Here we go. For reasons unknown, some people have a problem with hyphenation. Some people have a problem with women who don't want to want to chuck out the names they born with along with their Tinder accounts. Some people think the idea that a woman would want to pass her name on to her children is emasculating and blasphemous.
Disclaimer time: I totally get why people want to change their surnames. Sometimes the family you were born into didn't work out. Some surnames are awful and shouldn't be passed onto poor unsuspecting small humans. Some people just like their spouse's names and the tradition and good for them. I'll say it again, it's a valid choice. It's just not the only one.
When I do use one surname (either for the sake of time or space) I typically use my mother's name. It flows, it's first, and I lived with her growing up. When people like Jane express their disapproval after watching a few childbirth videos, I’ve concluded that after pregnancy and labor my mother more than earned getting a credit in my name.

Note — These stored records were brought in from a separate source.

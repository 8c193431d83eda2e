//! Jupiter aggregator trade execution
//!
//! quote → swap → sign → send → confirm. The swap endpoint returns a
//! base64 bincode `VersionedTransaction` with the wallet as fee payer; it
//! is re-signed locally and submitted through the endpoint pool. Once a
//! send has gone out, no failure is retryable.

use async_trait::async_trait;
use base64::Engine;
use reqwest::Client;
use serde::Deserialize;
use serde_json::{json, Value};
use solana_sdk::signature::{Keypair, Signer};
use solana_sdk::transaction::VersionedTransaction;
use std::sync::Arc;
use std::time::Duration;
use tracing::{debug, info, warn};

use super::{BuyFill, TradeExecutor, LAMPORTS_PER_SOL, WSOL_MINT};
use crate::config::TradingConfig;
use crate::error::{Error, Result};
use crate::rpc::{EndpointKind, EndpointPool, TransactionSender};

#[derive(Debug, Deserialize)]
#[serde(rename_all = "camelCase")]
struct SwapResponse {
    swap_transaction: String,
    #[serde(default)]
    last_valid_block_height: Option<u64>,
}

/// Trade executor backed by the Jupiter swap API
pub struct JupiterTrader {
    http: Client,
    rpc: Arc<dyn TransactionSender>,
    pool: Arc<EndpointPool>,
    keypair: Arc<Keypair>,
    quote_url: String,
    swap_url: String,
    token_decimals: u8,
}

impl JupiterTrader {
    pub fn new(
        config: &TradingConfig,
        timeout: Duration,
        rpc: Arc<dyn TransactionSender>,
        pool: Arc<EndpointPool>,
        keypair: Arc<Keypair>,
    ) -> Result<Self> {
        let http = Client::builder()
            .timeout(timeout)
            .build()
            .map_err(|e| Error::Config(format!("Failed to build HTTP client: {}", e)))?;

        Ok(Self {
            http,
            rpc,
            pool,
            keypair,
            quote_url: config.quote_url.clone(),
            swap_url: config.swap_url.clone(),
            token_decimals: config.token_decimals,
        })
    }

    /// Fetch a quote, returned untouched for the swap request
    async fn quote(
        &self,
        input_mint: &str,
        output_mint: &str,
        amount: u64,
        slippage_bps: u32,
    ) -> Result<(Value, u64)> {
        let response = self
            .http
            .get(&self.quote_url)
            .query(&[
                ("inputMint", input_mint.to_string()),
                ("outputMint", output_mint.to_string()),
                ("amount", amount.to_string()),
                ("slippageBps", slippage_bps.to_string()),
                ("swapMode", "ExactIn".to_string()),
            ])
            .send()
            .await?;

        let status = response.status();
        if !status.is_success() {
            let body = response.text().await.unwrap_or_default();
            return Err(match Error::from_http_status(status.as_u16(), body) {
                Error::InvalidRequest(msg) | Error::NotFound(msg) | Error::Rpc(msg) => {
                    Error::Quote(msg)
                }
                retryable => retryable,
            });
        }

        let quote: Value = response.json().await?;
        let out_amount = parse_out_amount(&quote)?;
        Ok((quote, out_amount))
    }

    /// Build, sign and submit the swap for a quote
    async fn swap(&self, quote: Value) -> Result<String> {
        let response = self
            .http
            .post(&self.swap_url)
            .json(&json!({
                "userPublicKey": self.keypair.pubkey().to_string(),
                "quoteResponse": quote,
                "wrapAndUnwrapSol": true,
                "dynamicComputeUnitLimit": true,
            }))
            .send()
            .await?;

        let status = response.status();
        if !status.is_success() {
            let body = response.text().await.unwrap_or_default();
            return Err(Error::from_http_status(status.as_u16(), body));
        }

        let swap: SwapResponse = response.json().await?;
        debug!(
            last_valid_block_height = ?swap.last_valid_block_height,
            "Swap transaction received"
        );

        let transaction = sign_swap_transaction(&swap.swap_transaction, &self.keypair)?;
        let endpoint = self.pool.next_endpoint(EndpointKind::Http)?;

        submit(self.rpc.as_ref(), &endpoint, &transaction).await
    }
}

/// Send, then confirm. Only a throttled send stays retryable; any failure
/// after the send went out is final.
async fn submit(
    sender: &dyn TransactionSender,
    endpoint: &str,
    transaction: &VersionedTransaction,
) -> Result<String> {
    let signature = sender
        .send_transaction(endpoint, transaction)
        .await
        .map_err(|e| match e {
            Error::RateLimited(_) => e,
            other => Error::Execution(format!("send failed: {}", other)),
        })?;

    if let Err(e) = sender.confirm_transaction(endpoint, &signature).await {
        warn!(signature = %signature, error = %e, "Transaction sent but not confirmed");
        return Err(match e {
            Error::Execution(_) => e,
            other => Error::Execution(format!(
                "transaction {} sent, confirmation failed: {}",
                signature, other
            )),
        });
    }

    Ok(signature)
}

#[async_trait]
impl TradeExecutor for JupiterTrader {
    async fn buy(&self, asset_id: &str, sol_amount: f64, slippage_bps: u32) -> Result<BuyFill> {
        let lamports = (sol_amount * LAMPORTS_PER_SOL as f64) as u64;
        if lamports == 0 {
            return Err(Error::Execution(format!("buy amount {} SOL too small", sol_amount)));
        }

        let (quote, out_raw) = self.quote(WSOL_MINT, asset_id, lamports, slippage_bps).await?;
        let token_amount = from_raw(out_raw, self.token_decimals);
        if token_amount <= 0.0 {
            return Err(Error::Quote(format!("zero output for {}", asset_id)));
        }

        let fill_price = sol_amount / token_amount;
        info!(
            asset = %asset_id,
            sol = sol_amount,
            tokens = token_amount,
            price = fill_price,
            "Buy quote received"
        );

        let receipt = self.swap(quote).await?;
        info!(asset = %asset_id, signature = %receipt, "Buy confirmed");

        Ok(BuyFill {
            fill_price,
            token_amount,
            receipt,
        })
    }

    async fn sell(&self, asset_id: &str, token_amount: f64, slippage_bps: u32) -> Result<String> {
        let raw = to_raw(token_amount, self.token_decimals);
        if raw == 0 {
            return Err(Error::Execution(format!(
                "sell amount {} rounds to zero",
                token_amount
            )));
        }

        let (quote, out_lamports) = self.quote(asset_id, WSOL_MINT, raw, slippage_bps).await?;
        info!(
            asset = %asset_id,
            tokens = token_amount,
            sol = out_lamports as f64 / LAMPORTS_PER_SOL as f64,
            "Sell quote received"
        );

        let receipt = self.swap(quote).await?;
        info!(asset = %asset_id, signature = %receipt, "Sell confirmed");
        Ok(receipt)
    }
}

fn parse_out_amount(quote: &Value) -> Result<u64> {
    quote
        .get("outAmount")
        .and_then(|v| match v {
            Value::String(s) => s.parse().ok(),
            Value::Number(n) => n.as_u64(),
            _ => None,
        })
        .ok_or_else(|| Error::Quote("quote response missing outAmount".to_string()))
}

/// Decode a base64 swap transaction and sign it with the wallet
fn sign_swap_transaction(encoded: &str, keypair: &Keypair) -> Result<VersionedTransaction> {
    let bytes = base64::engine::general_purpose::STANDARD
        .decode(encoded)
        .map_err(|e| Error::Deserialization(format!("swap transaction base64: {}", e)))?;

    let unsigned: VersionedTransaction = bincode::deserialize(&bytes)
        .map_err(|e| Error::Deserialization(format!("swap transaction: {}", e)))?;

    VersionedTransaction::try_new(unsigned.message, &[keypair])
        .map_err(|e| Error::Execution(format!("failed to sign swap: {}", e)))
}

fn to_raw(amount: f64, decimals: u8) -> u64 {
    (amount * 10f64.powi(decimals as i32)).floor() as u64
}

fn from_raw(raw: u64, decimals: u8) -> f64 {
    raw as f64 / 10f64.powi(decimals as i32)
}

#[cfg(test)]
mod tests {
    use super::*;
    use crate::rpc::{RetryOptions, RetryPolicy};
    use solana_sdk::message::{Message, VersionedMessage};
    use solana_sdk::signature::Signature;
    use std::sync::atomic::{AtomicUsize, Ordering};

    #[test]
    fn test_unit_conversion() {
        assert_eq!(to_raw(1.5, 6), 1_500_000);
        assert_eq!(to_raw(0.0000001, 6), 0);
        assert!((from_raw(2_500_000, 6) - 2.5).abs() < 1e-12);
    }

    #[test]
    fn test_parse_out_amount() {
        assert_eq!(parse_out_amount(&json!({"outAmount": "12345"})).unwrap(), 12345);
        assert_eq!(parse_out_amount(&json!({"outAmount": 7})).unwrap(), 7);
        assert!(matches!(
            parse_out_amount(&json!({"inAmount": "1"})),
            Err(Error::Quote(_))
        ));
    }

    #[test]
    fn test_sign_swap_transaction() {
        let keypair = Keypair::new();
        let message = Message::new(&[], Some(&keypair.pubkey()));
        let unsigned = VersionedTransaction {
            signatures: vec![Signature::default()],
            message: VersionedMessage::Legacy(message),
        };
        let encoded =
            base64::engine::general_purpose::STANDARD.encode(bincode::serialize(&unsigned).unwrap());

        let signed = sign_swap_transaction(&encoded, &keypair).unwrap();
        assert_eq!(signed.signatures.len(), 1);
        assert_ne!(signed.signatures[0], Signature::default());
        assert!(signed.verify_with_results().iter().all(|ok| *ok));
    }

    /// Sender whose confirm phase is throttled
    struct ThrottledConfirm {
        sends: AtomicUsize,
        throttle_send: bool,
    }

    #[async_trait]
    impl TransactionSender for ThrottledConfirm {
        async fn send_transaction(
            &self,
            _endpoint: &str,
            _transaction: &VersionedTransaction,
        ) -> Result<String> {
            let n = self.sends.fetch_add(1, Ordering::SeqCst);
            if self.throttle_send {
                return Err(Error::RateLimited("HTTP 429 Too Many Requests".into()));
            }
            Ok(format!("sig-{}", n))
        }

        async fn confirm_transaction(&self, _endpoint: &str, _signature: &str) -> Result<()> {
            Err(Error::RateLimited("HTTP 429 Too Many Requests".into()))
        }
    }

    fn unsigned_transaction() -> VersionedTransaction {
        let keypair = Keypair::new();
        VersionedTransaction {
            signatures: vec![Signature::default()],
            message: VersionedMessage::Legacy(Message::new(&[], Some(&keypair.pubkey()))),
        }
    }

    fn retry_twice() -> (RetryPolicy, RetryOptions) {
        let retry = RetryPolicy::new(Arc::new(EndpointPool::new(vec![], vec![])));
        let options = RetryOptions::new("buy")
            .with_max_retries(2)
            .with_initial_delay(Duration::from_millis(10));
        (retry, options)
    }

    #[tokio::test(start_paused = true)]
    async fn test_throttled_confirm_is_sent_once() {
        let sender = ThrottledConfirm {
            sends: AtomicUsize::new(0),
            throttle_send: false,
        };
        let transaction = unsigned_transaction();
        let (retry, options) = retry_twice();

        let err = retry
            .guard(options, || submit(&sender, "http://a", &transaction))
            .await
            .unwrap_err();

        assert_eq!(sender.sends.load(Ordering::SeqCst), 1);
        assert!(matches!(err, Error::Execution(ref msg) if msg.contains("sig-0")));
        assert!(!err.is_retryable());
    }

    #[tokio::test(start_paused = true)]
    async fn test_throttled_send_is_retried() {
        let sender = ThrottledConfirm {
            sends: AtomicUsize::new(0),
            throttle_send: true,
        };
        let transaction = unsigned_transaction();
        let (retry, options) = retry_twice();

        let err = retry
            .guard(options, || submit(&sender, "http://a", &transaction))
            .await
            .unwrap_err();

        assert_eq!(sender.sends.load(Ordering::SeqCst), 3);
        assert!(matches!(err, Error::RetryExhausted { attempts: 3, .. }));
    }

    #[test]
    fn test_sign_rejects_garbage() {
        let keypair = Keypair::new();
        assert!(sign_swap_transaction("!!!", &keypair).is_err());
        assert!(sign_swap_transaction("AAAA", &keypair).is_err());
    }
}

Don’t get me wrong; standardized tests can sometimes be a pain. As well as the occasional airport not being convinced that I am a person that exists. But honestly, most of the discomfort I’ve ever felt for having a hyphenated name has boiled down to the fact that some people refuse to acknowledge that my name just because it doesn’t reflect certain traditions rooted in patriarchal values.
For the longest time, I had no idea that the "name-change" thing was a thing. My parents weren't married and most of the kids I knew (even with married parents) had hyphenated names like I did or simply had their mother's. When my mother married my stepfather her name stayed the same, I simply assumed that was the norm. Only when I read about the scandal Lucy Stone and the Suffragettes caused by opting out the name change in the 1800s in 6th grade did it click for me. Reading about the Lucy Stoners of the world I realized that I’d probably do the same. I couldn’t imagine my name ever being anything else. May I say I'm seriously not looking forward to dealing with other people's opinions on this when the time comes?
Feelings on this subject can vary from culture to culture, but from what I've noticed there are many people who agree with Jane. A family member once implied on Facebook that children with hyphenated names or simply their mother’s last names were the products of “Side Chicks”, thanks a lot. Others feel it’s unfair to fathers, even if those fathers have nothing to do with the children carrying their names. That wasn't the case for my family, but I’ve always wondered, outdated coverture laws aside, what is it exactly that hypothetically makes me more my father’s daughter than my mother’s? I hated Biology, but my understanding of the whole DNA business is that it’s a 50/50 divide.
And in response to people saying two surnames is too confusing for kids, I always enjoyed having two names. As a kid, I actually thought it was fun that I had two last names and everyone else had one. And in the years since my father’s death, it has become even more significant to me that I’m connected equally to my mother and my father. So sorry Janes in the world, yes some people do just have their father's last names, but that's not the only way to go.